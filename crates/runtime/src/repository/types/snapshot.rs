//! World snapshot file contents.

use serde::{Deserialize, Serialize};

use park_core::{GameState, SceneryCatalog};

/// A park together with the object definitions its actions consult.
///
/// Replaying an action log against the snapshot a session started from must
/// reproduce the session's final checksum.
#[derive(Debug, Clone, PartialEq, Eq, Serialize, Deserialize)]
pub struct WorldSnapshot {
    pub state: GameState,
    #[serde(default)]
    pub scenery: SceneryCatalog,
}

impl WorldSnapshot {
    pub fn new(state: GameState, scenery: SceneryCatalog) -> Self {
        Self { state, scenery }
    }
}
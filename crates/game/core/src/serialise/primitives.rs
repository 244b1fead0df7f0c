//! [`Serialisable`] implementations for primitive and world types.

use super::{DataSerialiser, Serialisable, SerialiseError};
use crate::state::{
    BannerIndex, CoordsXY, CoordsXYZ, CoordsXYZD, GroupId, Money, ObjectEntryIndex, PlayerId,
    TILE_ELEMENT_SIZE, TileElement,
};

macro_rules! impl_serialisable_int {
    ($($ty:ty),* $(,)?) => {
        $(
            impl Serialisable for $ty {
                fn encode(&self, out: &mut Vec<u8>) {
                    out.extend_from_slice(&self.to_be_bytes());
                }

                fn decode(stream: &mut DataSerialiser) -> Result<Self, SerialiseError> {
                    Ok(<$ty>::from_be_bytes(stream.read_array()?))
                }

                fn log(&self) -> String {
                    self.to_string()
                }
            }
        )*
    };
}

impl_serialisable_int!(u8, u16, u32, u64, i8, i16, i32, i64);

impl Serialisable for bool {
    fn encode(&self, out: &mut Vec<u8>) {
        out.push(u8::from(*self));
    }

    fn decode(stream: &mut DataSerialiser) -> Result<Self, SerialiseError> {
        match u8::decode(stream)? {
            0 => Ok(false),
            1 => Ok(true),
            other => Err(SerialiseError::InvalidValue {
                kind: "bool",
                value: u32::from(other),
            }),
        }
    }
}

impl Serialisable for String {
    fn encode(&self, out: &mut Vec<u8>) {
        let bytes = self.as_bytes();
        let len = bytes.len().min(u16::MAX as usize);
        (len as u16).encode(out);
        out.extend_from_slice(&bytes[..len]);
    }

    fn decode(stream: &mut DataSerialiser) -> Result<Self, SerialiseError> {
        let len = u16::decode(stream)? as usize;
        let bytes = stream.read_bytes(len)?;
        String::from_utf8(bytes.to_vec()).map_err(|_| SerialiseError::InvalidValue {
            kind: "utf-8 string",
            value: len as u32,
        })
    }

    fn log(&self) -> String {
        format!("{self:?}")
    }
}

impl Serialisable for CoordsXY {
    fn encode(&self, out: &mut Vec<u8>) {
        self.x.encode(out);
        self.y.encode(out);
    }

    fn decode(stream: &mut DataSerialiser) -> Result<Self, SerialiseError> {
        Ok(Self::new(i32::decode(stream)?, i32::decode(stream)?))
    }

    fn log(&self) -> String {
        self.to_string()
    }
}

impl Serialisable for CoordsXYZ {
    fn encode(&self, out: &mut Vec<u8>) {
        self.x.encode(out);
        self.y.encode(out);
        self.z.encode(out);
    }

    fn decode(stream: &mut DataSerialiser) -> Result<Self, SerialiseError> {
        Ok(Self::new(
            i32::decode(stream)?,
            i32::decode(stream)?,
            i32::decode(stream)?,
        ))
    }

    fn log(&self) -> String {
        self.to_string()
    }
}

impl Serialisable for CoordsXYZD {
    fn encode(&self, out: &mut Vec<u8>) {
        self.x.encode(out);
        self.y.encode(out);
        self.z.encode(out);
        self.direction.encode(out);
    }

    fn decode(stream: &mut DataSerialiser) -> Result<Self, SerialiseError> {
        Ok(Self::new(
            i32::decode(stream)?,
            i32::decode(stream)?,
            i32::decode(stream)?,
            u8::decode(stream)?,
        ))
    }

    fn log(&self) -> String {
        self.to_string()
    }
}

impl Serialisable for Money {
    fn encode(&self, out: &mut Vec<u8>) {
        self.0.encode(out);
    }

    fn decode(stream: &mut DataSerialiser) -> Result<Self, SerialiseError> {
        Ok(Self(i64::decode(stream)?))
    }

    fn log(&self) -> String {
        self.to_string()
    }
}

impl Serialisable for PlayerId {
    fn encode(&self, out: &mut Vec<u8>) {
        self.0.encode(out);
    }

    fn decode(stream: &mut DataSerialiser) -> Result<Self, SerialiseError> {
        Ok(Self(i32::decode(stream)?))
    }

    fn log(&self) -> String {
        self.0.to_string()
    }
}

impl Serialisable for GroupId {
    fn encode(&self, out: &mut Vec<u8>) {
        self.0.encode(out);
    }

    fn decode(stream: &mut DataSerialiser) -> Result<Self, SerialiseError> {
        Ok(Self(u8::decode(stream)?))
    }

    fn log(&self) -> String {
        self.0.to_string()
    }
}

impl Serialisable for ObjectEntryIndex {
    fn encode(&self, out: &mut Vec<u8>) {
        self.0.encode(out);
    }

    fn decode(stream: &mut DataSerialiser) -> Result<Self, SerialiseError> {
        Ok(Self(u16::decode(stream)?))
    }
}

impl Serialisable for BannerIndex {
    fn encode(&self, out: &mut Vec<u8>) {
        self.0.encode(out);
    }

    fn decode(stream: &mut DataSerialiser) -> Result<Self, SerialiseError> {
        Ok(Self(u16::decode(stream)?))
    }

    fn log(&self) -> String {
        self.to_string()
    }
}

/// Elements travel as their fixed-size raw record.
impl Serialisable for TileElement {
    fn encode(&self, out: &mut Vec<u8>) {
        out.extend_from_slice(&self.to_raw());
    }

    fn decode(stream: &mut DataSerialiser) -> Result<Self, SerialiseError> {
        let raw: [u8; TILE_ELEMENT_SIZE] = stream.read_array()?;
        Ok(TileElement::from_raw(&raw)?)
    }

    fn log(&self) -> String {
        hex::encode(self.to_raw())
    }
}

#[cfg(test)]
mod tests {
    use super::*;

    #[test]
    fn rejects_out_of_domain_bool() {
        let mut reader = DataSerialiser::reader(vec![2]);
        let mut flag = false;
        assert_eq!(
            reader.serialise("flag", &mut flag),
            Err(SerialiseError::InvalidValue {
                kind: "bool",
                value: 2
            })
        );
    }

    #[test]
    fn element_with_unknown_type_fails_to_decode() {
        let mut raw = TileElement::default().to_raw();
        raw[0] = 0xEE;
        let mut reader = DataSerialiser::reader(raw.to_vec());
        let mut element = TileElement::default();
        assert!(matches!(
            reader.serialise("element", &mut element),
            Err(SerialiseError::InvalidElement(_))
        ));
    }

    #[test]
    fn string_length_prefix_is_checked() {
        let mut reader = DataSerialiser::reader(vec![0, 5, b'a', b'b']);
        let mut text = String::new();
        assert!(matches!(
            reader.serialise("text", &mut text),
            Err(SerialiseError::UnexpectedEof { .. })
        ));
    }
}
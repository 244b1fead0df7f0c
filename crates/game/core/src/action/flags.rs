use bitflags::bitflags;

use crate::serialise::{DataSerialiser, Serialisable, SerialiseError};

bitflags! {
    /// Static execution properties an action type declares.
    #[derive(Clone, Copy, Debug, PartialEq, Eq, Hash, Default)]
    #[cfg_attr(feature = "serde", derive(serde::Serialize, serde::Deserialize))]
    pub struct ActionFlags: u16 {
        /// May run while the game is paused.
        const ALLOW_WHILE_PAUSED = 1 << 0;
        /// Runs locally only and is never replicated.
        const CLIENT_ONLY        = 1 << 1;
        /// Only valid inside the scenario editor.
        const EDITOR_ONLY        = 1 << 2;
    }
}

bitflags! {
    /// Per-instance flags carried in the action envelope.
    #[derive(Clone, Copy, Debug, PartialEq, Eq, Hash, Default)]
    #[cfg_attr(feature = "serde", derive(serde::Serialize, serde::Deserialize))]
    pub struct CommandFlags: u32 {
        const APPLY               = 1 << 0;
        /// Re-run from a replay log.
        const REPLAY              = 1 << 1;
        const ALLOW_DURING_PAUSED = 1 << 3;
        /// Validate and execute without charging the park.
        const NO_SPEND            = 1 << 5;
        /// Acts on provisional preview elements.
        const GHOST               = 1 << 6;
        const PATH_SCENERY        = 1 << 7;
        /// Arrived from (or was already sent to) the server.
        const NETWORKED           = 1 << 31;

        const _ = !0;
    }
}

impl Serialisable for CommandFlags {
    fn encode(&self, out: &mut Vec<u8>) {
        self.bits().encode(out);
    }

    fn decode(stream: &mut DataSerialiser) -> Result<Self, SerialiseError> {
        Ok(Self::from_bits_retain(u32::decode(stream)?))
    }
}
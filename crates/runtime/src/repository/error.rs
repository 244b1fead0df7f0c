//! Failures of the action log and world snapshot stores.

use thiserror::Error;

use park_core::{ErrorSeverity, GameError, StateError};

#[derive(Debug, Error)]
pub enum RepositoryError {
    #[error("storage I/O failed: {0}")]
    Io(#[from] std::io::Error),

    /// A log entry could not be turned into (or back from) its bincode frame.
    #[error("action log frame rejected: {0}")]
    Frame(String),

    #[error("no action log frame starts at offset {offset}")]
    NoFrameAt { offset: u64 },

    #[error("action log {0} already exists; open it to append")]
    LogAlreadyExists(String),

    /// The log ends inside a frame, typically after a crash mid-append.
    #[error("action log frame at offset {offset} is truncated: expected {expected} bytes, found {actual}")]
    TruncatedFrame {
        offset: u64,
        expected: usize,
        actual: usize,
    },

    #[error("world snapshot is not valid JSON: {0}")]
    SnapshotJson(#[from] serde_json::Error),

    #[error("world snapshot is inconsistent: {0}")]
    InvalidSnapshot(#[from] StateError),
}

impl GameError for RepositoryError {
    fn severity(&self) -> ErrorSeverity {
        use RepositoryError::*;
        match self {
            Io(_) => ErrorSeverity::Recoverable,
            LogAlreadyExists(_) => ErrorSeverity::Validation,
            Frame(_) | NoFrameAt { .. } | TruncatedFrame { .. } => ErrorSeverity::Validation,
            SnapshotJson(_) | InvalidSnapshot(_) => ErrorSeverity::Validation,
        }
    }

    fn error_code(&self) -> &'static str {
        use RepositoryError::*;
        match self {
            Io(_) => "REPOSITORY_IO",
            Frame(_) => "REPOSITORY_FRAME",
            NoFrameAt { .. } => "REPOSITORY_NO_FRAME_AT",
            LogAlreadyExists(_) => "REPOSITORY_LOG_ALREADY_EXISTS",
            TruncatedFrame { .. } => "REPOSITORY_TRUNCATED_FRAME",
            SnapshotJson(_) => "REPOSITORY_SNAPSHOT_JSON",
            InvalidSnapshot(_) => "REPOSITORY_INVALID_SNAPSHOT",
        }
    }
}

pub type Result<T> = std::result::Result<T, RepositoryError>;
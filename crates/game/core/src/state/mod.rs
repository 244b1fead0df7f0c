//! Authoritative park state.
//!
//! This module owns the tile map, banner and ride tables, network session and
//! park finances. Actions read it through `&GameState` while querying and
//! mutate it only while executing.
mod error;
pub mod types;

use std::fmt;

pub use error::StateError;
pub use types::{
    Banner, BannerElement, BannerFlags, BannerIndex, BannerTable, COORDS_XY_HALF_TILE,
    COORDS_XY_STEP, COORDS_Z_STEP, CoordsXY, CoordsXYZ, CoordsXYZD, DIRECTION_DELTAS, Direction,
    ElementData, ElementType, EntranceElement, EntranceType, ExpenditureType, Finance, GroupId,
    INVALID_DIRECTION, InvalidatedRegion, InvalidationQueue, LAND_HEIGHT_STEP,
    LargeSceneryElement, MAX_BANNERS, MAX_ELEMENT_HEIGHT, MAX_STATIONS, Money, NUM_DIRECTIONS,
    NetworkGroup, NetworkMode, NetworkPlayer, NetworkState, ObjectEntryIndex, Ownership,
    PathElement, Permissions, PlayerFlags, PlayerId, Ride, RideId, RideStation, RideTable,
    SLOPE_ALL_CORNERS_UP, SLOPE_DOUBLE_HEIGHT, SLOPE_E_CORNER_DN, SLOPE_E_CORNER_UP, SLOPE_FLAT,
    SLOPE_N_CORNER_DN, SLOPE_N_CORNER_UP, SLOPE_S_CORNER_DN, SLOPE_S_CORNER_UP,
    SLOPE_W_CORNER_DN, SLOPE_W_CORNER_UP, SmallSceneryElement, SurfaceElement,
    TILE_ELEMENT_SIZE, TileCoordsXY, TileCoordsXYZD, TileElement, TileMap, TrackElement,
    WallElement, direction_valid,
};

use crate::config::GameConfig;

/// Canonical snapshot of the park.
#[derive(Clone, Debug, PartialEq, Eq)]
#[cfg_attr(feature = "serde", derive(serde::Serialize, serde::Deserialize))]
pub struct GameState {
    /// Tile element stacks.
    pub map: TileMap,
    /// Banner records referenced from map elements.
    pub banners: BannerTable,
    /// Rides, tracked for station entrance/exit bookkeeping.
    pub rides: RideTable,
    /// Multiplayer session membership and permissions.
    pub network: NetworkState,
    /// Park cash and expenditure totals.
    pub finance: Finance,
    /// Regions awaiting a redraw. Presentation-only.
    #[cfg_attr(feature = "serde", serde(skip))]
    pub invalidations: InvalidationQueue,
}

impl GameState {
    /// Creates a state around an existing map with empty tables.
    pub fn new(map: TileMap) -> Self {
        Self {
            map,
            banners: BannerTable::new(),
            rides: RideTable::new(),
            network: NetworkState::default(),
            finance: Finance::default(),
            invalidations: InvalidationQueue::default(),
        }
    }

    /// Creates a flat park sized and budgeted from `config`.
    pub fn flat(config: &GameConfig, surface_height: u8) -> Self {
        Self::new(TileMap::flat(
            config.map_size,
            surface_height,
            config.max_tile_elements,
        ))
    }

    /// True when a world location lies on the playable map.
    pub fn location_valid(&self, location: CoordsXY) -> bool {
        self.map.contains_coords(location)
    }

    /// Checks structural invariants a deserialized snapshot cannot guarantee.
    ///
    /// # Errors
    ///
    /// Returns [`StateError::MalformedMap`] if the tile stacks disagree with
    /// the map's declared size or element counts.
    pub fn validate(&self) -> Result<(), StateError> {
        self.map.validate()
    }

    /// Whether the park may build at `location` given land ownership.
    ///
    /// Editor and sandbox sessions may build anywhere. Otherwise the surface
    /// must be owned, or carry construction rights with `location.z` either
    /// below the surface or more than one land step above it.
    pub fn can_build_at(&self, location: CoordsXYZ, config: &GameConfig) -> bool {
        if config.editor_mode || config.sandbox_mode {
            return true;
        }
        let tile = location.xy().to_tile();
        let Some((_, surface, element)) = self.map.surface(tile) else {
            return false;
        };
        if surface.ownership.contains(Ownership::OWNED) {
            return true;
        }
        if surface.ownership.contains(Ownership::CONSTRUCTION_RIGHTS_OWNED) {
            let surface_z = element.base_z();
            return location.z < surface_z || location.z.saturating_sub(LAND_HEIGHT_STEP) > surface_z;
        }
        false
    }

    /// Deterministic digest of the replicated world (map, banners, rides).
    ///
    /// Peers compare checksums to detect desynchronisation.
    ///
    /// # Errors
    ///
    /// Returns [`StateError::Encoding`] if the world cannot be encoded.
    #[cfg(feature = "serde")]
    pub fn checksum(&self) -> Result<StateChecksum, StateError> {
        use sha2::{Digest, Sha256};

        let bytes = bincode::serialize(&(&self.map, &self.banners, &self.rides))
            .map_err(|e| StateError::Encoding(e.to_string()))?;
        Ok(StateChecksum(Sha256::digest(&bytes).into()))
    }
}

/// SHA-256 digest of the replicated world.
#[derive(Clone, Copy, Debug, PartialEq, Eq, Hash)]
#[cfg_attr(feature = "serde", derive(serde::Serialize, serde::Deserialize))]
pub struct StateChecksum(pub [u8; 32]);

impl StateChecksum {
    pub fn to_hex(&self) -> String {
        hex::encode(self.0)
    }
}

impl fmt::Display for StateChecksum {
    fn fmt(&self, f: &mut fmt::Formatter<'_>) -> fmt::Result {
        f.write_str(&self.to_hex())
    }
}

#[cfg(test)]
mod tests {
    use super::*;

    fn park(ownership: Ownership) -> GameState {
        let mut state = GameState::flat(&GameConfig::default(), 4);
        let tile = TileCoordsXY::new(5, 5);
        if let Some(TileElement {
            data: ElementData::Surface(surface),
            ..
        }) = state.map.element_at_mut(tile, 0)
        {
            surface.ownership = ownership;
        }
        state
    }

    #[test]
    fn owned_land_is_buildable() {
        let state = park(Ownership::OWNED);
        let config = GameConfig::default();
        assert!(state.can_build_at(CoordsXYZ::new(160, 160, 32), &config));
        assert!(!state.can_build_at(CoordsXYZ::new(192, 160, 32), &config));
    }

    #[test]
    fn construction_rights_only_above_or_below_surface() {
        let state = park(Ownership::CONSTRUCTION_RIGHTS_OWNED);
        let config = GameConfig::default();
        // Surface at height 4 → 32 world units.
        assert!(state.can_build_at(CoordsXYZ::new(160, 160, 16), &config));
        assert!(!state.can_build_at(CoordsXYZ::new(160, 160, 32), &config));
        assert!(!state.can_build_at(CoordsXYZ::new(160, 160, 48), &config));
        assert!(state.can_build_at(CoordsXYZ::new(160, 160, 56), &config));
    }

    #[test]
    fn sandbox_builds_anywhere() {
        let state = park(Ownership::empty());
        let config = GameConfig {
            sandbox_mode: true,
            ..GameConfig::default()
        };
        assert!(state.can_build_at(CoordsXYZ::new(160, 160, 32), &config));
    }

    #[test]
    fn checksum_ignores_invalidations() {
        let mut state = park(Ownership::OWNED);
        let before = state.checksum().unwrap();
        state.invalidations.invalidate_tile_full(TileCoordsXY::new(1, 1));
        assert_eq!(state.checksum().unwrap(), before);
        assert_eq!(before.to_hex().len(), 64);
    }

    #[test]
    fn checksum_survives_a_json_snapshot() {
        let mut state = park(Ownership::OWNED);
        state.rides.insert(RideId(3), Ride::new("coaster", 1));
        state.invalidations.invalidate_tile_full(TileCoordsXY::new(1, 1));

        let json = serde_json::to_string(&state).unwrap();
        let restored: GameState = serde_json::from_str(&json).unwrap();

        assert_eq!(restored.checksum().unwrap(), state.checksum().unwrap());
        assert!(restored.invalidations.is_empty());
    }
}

What you will do ->
Please give an exact copy of the lines above, beginning with the line containing "fn park(ownership: Ownership)" and running through the line containing "let state = park(Ownership::OWNED);", and of no other lines.

Output of the task ->
    fn park(ownership: Ownership) -> GameState {
        let mut state = GameState::flat(&GameConfig::default(), 4);
        let tile = TileCoordsXY::new(5, 5);
        if let Some(TileElement {
            data: ElementData::Surface(surface),
            ..
        }) = state.map.element_at_mut(tile, 0)
        {
            surface.ownership = ownership;
        }
        state
    }

    #[test]
    fn owned_land_is_buildable() {
        let state = park(Ownership::OWNED);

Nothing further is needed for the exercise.